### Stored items

┏━━

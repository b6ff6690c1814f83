//! # docchat-model
//!
//! LLM clients implementing [`docchat_core::Llm`].
//!
//! ## Overview
//!
//! - [`GeminiModel`] - Google's Gemini models via `generateContent`
//! - [`OpenAIModel`] - OpenAI and OpenAI-compatible chat completions
//! - [`MockLlm`] - Mock LLM for testing
//!
//! ## Quick Start
//!
//! ```rust,ignore
//! use docchat_core::{Llm, Mode};
//! use docchat_model::GeminiModel;
//!
//! let model = GeminiModel::new(std::env::var("GEMINI_API_KEY")?, "gemini-1.5-flash")?;
//! let answer = model.generate("Answer the following question: ...", Mode::Concise).await?;
//! ```
//!
//! ## Supported Models
//!
//! ### Gemini
//! | Model | Description |
//! |-------|-------------|
//! | `gemini-1.5-flash` | Balanced speed/capability (default) |
//! | `gemini-1.5-pro` | Most capable model |
//! | `gemini-2.0-flash` | Fast, efficient model |
//!
//! ### OpenAI
//! | Model | Description |
//! |-------|-------------|
//! | `gpt-4o-mini` | Fast, cost-effective (default) |
//! | `gpt-4o` | Most capable model |

#[cfg(feature = "gemini")]
pub mod gemini;
#[cfg(any(feature = "gemini", feature = "openai"))]
mod http;
pub mod mock;
#[cfg(feature = "openai")]
pub mod openai;

#[cfg(feature = "gemini")]
pub use gemini::GeminiModel;
#[cfg(any(feature = "gemini", feature = "openai"))]
pub use http::DEFAULT_REQUEST_TIMEOUT;
pub use mock::MockLlm;
#[cfg(feature = "openai")]
pub use openai::OpenAIModel;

┗━━

### How to complete this task
Repeat the records above exactly, with nothing left out.

### Your response
repository b6ff6690c1814f83
//! # docchat-model
//!
//! LLM clients implementing [`docchat_core::Llm`].
//!
//! ## Overview
//!
//! - [`GeminiModel`] - Google's Gemini models via `generateContent`
//! - [`OpenAIModel`] - OpenAI and OpenAI-compatible chat completions
//! - [`MockLlm`] - Mock LLM for testing
//!
//! ## Quick Start
//!
//! ```rust,ignore
//! use docchat_core::{Llm, Mode};
//! use docchat_model::GeminiModel;
//!
//! let model = GeminiModel::new(std::env::var("GEMINI_API_KEY")?, "gemini-1.5-flash")?;
//! let answer = model.generate("Answer the following question: ...", Mode::Concise).await?;
//! ```
//!
//! ## Supported Models
//!
//! ### Gemini
//! | Model | Description |
//! |-------|-------------|
//! | `gemini-1.5-flash` | Balanced speed/capability (default) |
//! | `gemini-1.5-pro` | Most capable model |
//! | `gemini-2.0-flash` | Fast, efficient model |
//!
//! ### OpenAI
//! | Model | Description |
//! |-------|-------------|
//! | `gpt-4o-mini` | Fast, cost-effective (default) |
//! | `gpt-4o` | Most capable model |

#[cfg(feature = "gemini")]
pub mod gemini;
#[cfg(any(feature = "gemini", feature = "openai"))]
mod http;
pub mod mock;
#[cfg(feature = "openai")]
pub mod openai;

#[cfg(feature = "gemini")]
pub use gemini::GeminiModel;
#[cfg(any(feature = "gemini", feature = "openai"))]
pub use http::DEFAULT_REQUEST_TIMEOUT;
pub use mock::MockLlm;
#[cfg(feature = "openai")]
pub use openai::OpenAIModel;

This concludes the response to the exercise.